Longa-metragem baseado no sucesso literário de A.J. Finn desperdiça talento de Amy Adams e grande elenco com um thriller de ritmo lento e desfecho anticlimático.
Não é de hoje que Hollywood aposta em adaptações de livros que oferecem uma base promissora, como o excelente suspense psicológico “Garota Exemplar” de David Fincher, capaz de adaptar o romance de Gillian Flynn com maestria. Porém, é essencial para o sucesso de tais obras que seus realizadores estejam atentos aos percalços de transpor o texto das páginas de um livro para cenas com imagem e som. Neste sentido, Joe Wright, diretor das adaptações de “Orgulho e Preconceito” e “Anna Karenina”, parecia ser uma escolha segura para assumir a direção de “A Mulher na Janela”, adaptação da Netflix baseada no best-seller escrito por Daniel Mallory sob o pseudônimo A.J. Finn. Contudo, o resultado se provou diametralmente avesso às expectativas.
A trama acompanha Anna Fox (Amy Adams), uma psicóloga infantil agorafóbica que passa os dias trancada em sua casa no Harlem bebendo vinho, assistindo filmes antigos e bisbilhotando a vizinhança através da janela. Quando uma nova família se muda para a residência em frente a sua, ela passa a receber visitas do jovem Ethan (Fred Hechinger) e começa a suspeitar que o pai dele, Alistair Russell (Gary Oldman), é um agressor. Logo após conhecer a mãe do garoto, Jane (Julianne Moore), Anna testemunha a mesma sendo assassinada do outro lado da rua. Ao chamar a polícia e acusar Russell, ele prova que sua esposa está viva, sendo agora interpretada por Jennifer Jason Leigh, fazendo todos questionarem sua sanidade.

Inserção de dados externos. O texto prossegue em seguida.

//! MIME transfer and header decoding.
//!
//! Supports Base64, Quoted-Printable, and RFC 2047 encoded words. Decoders
//! here are lenient: mail in the wild routinely breaks the letter of the RFCs
//! and a forwarder has no sender to complain to.

use crate::charset;
use crate::error::Result;
use base64::Engine;
use base64::alphabet;
use base64::engine::{DecodePaddingMode, GeneralPurpose, GeneralPurposeConfig};

/// Base64 engine that ignores missing or superfluous padding.
const LENIENT: GeneralPurpose = GeneralPurpose::new(
    &alphabet::STANDARD,
    GeneralPurposeConfig::new()
        .with_decode_padding_mode(DecodePaddingMode::Indifferent)
        .with_decode_allow_trailing_bits(true),
);

/// Decodes Base64 data.
///
/// Whitespace and characters outside the Base64 alphabet are skipped, and
/// padding is optional.
///
/// # Errors
///
/// Returns an error if what remains is not decodable (for example a dangling
/// single character).
pub fn decode_base64(data: &[u8]) -> Result<Vec<u8>> {
    let cleaned: Vec<u8> = data
        .iter()
        .copied()
        .filter(|b| b.is_ascii_alphanumeric() || *b == b'+' || *b == b'/')
        .collect();
    LENIENT.decode(cleaned).map_err(Into::into)
}

/// Decodes Quoted-Printable data (RFC 2045).
///
/// Malformed escape sequences are passed through literally.
#[must_use]
pub fn decode_quoted_printable(data: &[u8]) -> Vec<u8> {
    let mut result = Vec::with_capacity(data.len());
    let mut i = 0;

    while i < data.len() {
        let byte = data[i];
        if byte != b'=' {
            result.push(byte);
            i += 1;
            continue;
        }

        // Soft line break, tolerating trailing whitespace before the newline.
        let mut j = i + 1;
        while j < data.len() && (data[j] == b' ' || data[j] == b'\t') {
            j += 1;
        }
        if data.get(j) == Some(&b'\r') && data.get(j + 1) == Some(&b'\n') {
            i = j + 2;
            continue;
        }
        if data.get(j) == Some(&b'\n') {
            i = j + 1;
            continue;
        }

        match (
            data.get(i + 1).and_then(|b| hex_value(*b)),
            data.get(i + 2).and_then(|b| hex_value(*b)),
        ) {
            (Some(high), Some(low)) => {
                result.push((high << 4) | low);
                i += 3;
            }
            _ => {
                result.push(b'=');
                i += 1;
            }
        }
    }

    result
}

const fn hex_value(byte: u8) -> Option<u8> {
    match byte {
        b'0'..=b'9' => Some(byte - b'0'),
        b'a'..=b'f' => Some(byte - b'a' + 10),
        b'A'..=b'F' => Some(byte - b'A' + 10),
        _ => None,
    }
}

/// Decodes the `Q` encoding used inside RFC 2047 words.
fn decode_q(text: &str) -> Vec<u8> {
    let spaced: Vec<u8> = text
        .bytes()
        .map(|b| if b == b'_' { b' ' } else { b })
        .collect();
    decode_quoted_printable(&spaced)
}

/// One `=?charset?enc?text?=` occurrence located inside a header value.
struct EncodedWord<'a> {
    charset: &'a str,
    encoding: char,
    text: &'a str,
    /// Byte length of the whole word including delimiters.
    len: usize,
}

impl<'a> EncodedWord<'a> {
    /// Parses an encoded word at the start of `input`.
    fn parse(input: &'a str) -> Option<Self> {
        let rest = input.strip_prefix("=?")?;
        let (charset, rest) = rest.split_once('?')?;
        let mut chars = rest.chars();
        let encoding = chars.next()?.to_ascii_uppercase();
        if !matches!(encoding, 'B' | 'Q') || chars.next() != Some('?') {
            return None;
        }
        let rest = &rest[2..];
        let end = rest.find("?=")?;
        let text = &rest[..end];
        if text.contains(char::is_whitespace) {
            return None;
        }
        Some(Self {
            charset,
            encoding,
            text,
            len: 2 + charset.len() + 3 + end + 2,
        })
    }

    fn decode(&self) -> String {
        let bytes = match self.encoding {
            'B' => match decode_base64(self.text.as_bytes()) {
                Ok(bytes) => bytes,
                Err(_) => return self.decode_truncated(),
            },
            _ => decode_q(self.text),
        };
        charset::decode(&bytes, Some(self.charset))
    }

    /// Decodes the complete base64 quanta of a broken B word and marks the
    /// lost tail with U+FFFD.
    fn decode_truncated(&self) -> String {
        let cleaned: String = self
            .text
            .chars()
            .filter(|c| c.is_ascii_alphanumeric() || *c == '+' || *c == '/')
            .collect();
        let whole = cleaned.len() - cleaned.len() % 4;
        let mut text = decode_base64(&cleaned.as_bytes()[..whole])
            .map(|bytes| charset::decode(&bytes, Some(self.charset)))
            .unwrap_or_default();
        text.push(char::REPLACEMENT_CHARACTER);
        text
    }
}

/// Decodes a header value that may contain RFC 2047 encoded words.
///
/// Each word is decoded with its own charset, so a value mixing several
/// charsets decodes correctly. Whitespace between two adjacent encoded words
/// is dropped. Unknown charsets fall back to UTF-8 with replacement
/// characters, and a B word with a broken tail keeps what decodes followed
/// by U+FFFD. This never fails.
#[must_use]
pub fn decode_header_value(value: &str) -> String {
    let mut result = String::with_capacity(value.len());
    let mut pending_space = String::new();
    let mut last_was_word = false;
    let mut rest = value;

    while !rest.is_empty() {
        if rest.starts_with("=?")
            && let Some(word) = EncodedWord::parse(rest)
        {
            if !last_was_word {
                result.push_str(&pending_space);
            }
            pending_space.clear();
            result.push_str(&word.decode());
            rest = &rest[word.len..];
            last_was_word = true;
            continue;
        }

        let mut chars = rest.chars();
        let Some(ch) = chars.next() else { break };
        if ch.is_whitespace() {
            pending_space.push(ch);
        } else {
            result.push_str(&pending_space);
            pending_space.clear();
            result.push(ch);
            last_was_word = false;
        }
        rest = chars.as_str();
    }

    result.push_str(&pending_space);
    result
}

/// Decodes an RFC 2231 extended parameter value: `charset'lang'%XX...`.
#[must_use]
pub fn decode_rfc2231(value: &str) -> String {
    let mut parts = value.splitn(3, '\'');
    let (charset, encoded) = match (parts.next(), parts.next(), parts.next()) {
        (Some(charset), Some(_lang), Some(encoded)) => (Some(charset), encoded),
        _ => (None, value),
    };
    let bytes = percent_decode(encoded);
    charset::decode(&bytes, charset.filter(|c| !c.is_empty()))
}

fn percent_decode(text: &str) -> Vec<u8> {
    let raw = text.as_bytes();
    let mut out = Vec::with_capacity(raw.len());
    let mut i = 0;
    while i < raw.len() {
        if raw[i] == b'%'
            && let (Some(high), Some(low)) = (
                raw.get(i + 1).and_then(|b| hex_value(*b)),
                raw.get(i + 2).and_then(|b| hex_value(*b)),
            )
        {
            out.push((high << 4) | low);
            i += 3;
        } else {
            out.push(raw[i]);
            i += 1;
        }
    }
    out
}

#[cfg(test)]
#[allow(clippy::unwrap_used, clippy::redundant_clone, clippy::manual_string_new, clippy::needless_collect, clippy::unreadable_literal, clippy::used_underscore_items, clippy::similar_names)]
mod tests {
    use super::*;
    use proptest::prelude::*;

    #[test]
    fn test_base64_decode() {
        let decoded = decode_base64(b"SGVsbG8sIFdvcmxkIQ==").unwrap();
        assert_eq!(decoded, b"Hello, World!");
    }

    #[test]
    fn test_base64_decode_lenient() {
        // Folded lines and missing padding.
        let decoded = decode_base64(b"SGVsbG8s\r\nIFdvcmxkIQ").unwrap();
        assert_eq!(decoded, b"Hello, World!");
    }

    #[test]
    fn test_base64_decode_dangling_char() {
        assert!(decode_base64(b"SGVsb").is_err());
    }

    #[test]
    fn test_quoted_printable_decode() {
        assert_eq!(decode_quoted_printable(b"Hello, World!"), b"Hello, World!");
        assert_eq!(decode_quoted_printable(b"H=C3=A9llo"), "Héllo".as_bytes());
    }

    #[test]
    fn test_quoted_printable_soft_line_break() {
        assert_eq!(decode_quoted_printable(b"Hello=\r\nWorld"), b"HelloWorld");
        assert_eq!(decode_quoted_printable(b"Hello= \nWorld"), b"HelloWorld");
    }

    #[test]
    fn test_quoted_printable_malformed_escape() {
        assert_eq!(decode_quoted_printable(b"100%=zz"), b"100%=zz");
        assert_eq!(decode_quoted_printable(b"end="), b"end=");
    }

    #[test]
    fn test_header_plain_value() {
        assert_eq!(decode_header_value("Hello"), "Hello");
    }

    #[test]
    fn test_header_b_word() {
        assert_eq!(decode_header_value("=?utf-8?B?SMOpbGxv?="), "Héllo");
    }

    #[test]
    fn test_header_q_word() {
        assert_eq!(decode_header_value("=?utf-8?Q?H=C3=A9llo_there?="), "Héllo there");
    }

    #[test]
    fn test_header_mixed_charsets() {
        let value = "=?iso-8859-1?Q?caf=E9?= =?utf-8?B?5Lit5paH?= tail";
        assert_eq!(decode_header_value(value), "café中文 tail");
    }

    #[test]
    fn test_header_text_around_words() {
        let value = "Re: =?utf-8?Q?na=C3=AFve?= plan";
        assert_eq!(decode_header_value(value), "Re: naïve plan");
    }

    #[test]
    fn test_header_unknown_charset() {
        assert_eq!(decode_header_value("=?x-unknown?Q?ok?="), "ok");
    }

    #[test]
    fn test_header_broken_b_word() {
        assert_eq!(decode_header_value("=?utf-8?B?SMOpbGxvx?="), "Héllo\u{FFFD}");
        assert_eq!(decode_header_value("Re: =?utf-8?B?x?="), "Re: \u{FFFD}");
    }

    #[test]
    fn test_header_not_a_word() {
        assert_eq!(decode_header_value("=?broken"), "=?broken");
    }

    #[test]
    fn test_rfc2231_value() {
        assert_eq!(decode_rfc2231("utf-8''%E4%B8%AD.pdf"), "中.pdf");
        assert_eq!(decode_rfc2231("iso-8859-1'en'caf%E9.txt"), "café.txt");
        assert_eq!(decode_rfc2231("plain.txt"), "plain.txt");
    }

    proptest! {
        #[test]
        fn prop_header_decoding_never_panics(value in "\\PC*") {
            let _ = decode_header_value(&value);
        }

        #[test]
        fn prop_plain_ascii_is_untouched(value in "[a-zA-Z0-9 ,.:]*") {
            prop_assert_eq!(decode_header_value(&value), value);
        }
    }
}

Presumivelmente, parte da complexidade de adaptar a obra encontra-se no desafio de produzir um suspense que referencia justo o mestre do gênero, Alfred Hitchcock, evitando ao máximo comparações com seus clássicos, ainda que eles sejam parte fundamental da construção da protagonista no livro. Fugindo de tais paralelos, Wright, acertadamente, atenua as referências hitcoquianas tornando o aceno aos fãs bem mais sutil se comparado ao texto original. Logo no primeiro ato, trechos de “Janela Indiscreta”, “A Casa Encantada” e “Um Corpo que Cai” surgem brevemente na TV, sinalizando que a personagem pode estar confundindo realidade com ficção.
No papel de uma narradora não confiável, Adams entrega uma boa performance, ainda mais se levado em consideração as fragilidades do roteiro de Tracy Letts (“Álbum de Família”), como a constância de diálogos pouco inspirados, a falta de desenvolvimento dos personagens e a quantidade excessiva de antigos clichês e facilitações narrativas. Outro destaque positivo é a atuação de Julianne Moore que mesmo com pouquíssimo tempo de tela consegue brilhar. Infelizmente, o mesmo não pode ser dito em relação a Gary Oldman, subaproveitado e tendo que se virar com um material bem aquém de seu talento, assim como todo o restante do elenco.
Apesar de alguns eventuais acertos é notório que grande parte do sentido da narrativa foi perdido durante o processo de adaptação. Ironicamente, o enredo e a direção são tão instáveis quanto o psicológico da heroína, sempre oscilando de tom e jamais definindo ao certo sua proposta. Todavia, é somente no último ato que tudo desanda de vez, e o que antes era a história de uma mulher buscando superar um evento traumático, repentinamente se torna um pseudo terror slasher com direito a final girl, destoando completamente do que vinha sendo apresentado anteriormente.
Mesmo ostentando um grande elenco e uma equipe técnica competente, “A Mulher na Janela” jamais consegue definir seu propósito, tampouco aprofundar sua trama e personagens coadjuvantes. Por vezes presunçosa, a adaptação tenta a todo custo compensar a falta de sequências interessantes e o ritmo lento com um mistério requentado, cuja resolução se apresenta da maneira mais expositiva e anticlimática possível, fazendo parte do público se revirar em seus assentos tamanha vergonha.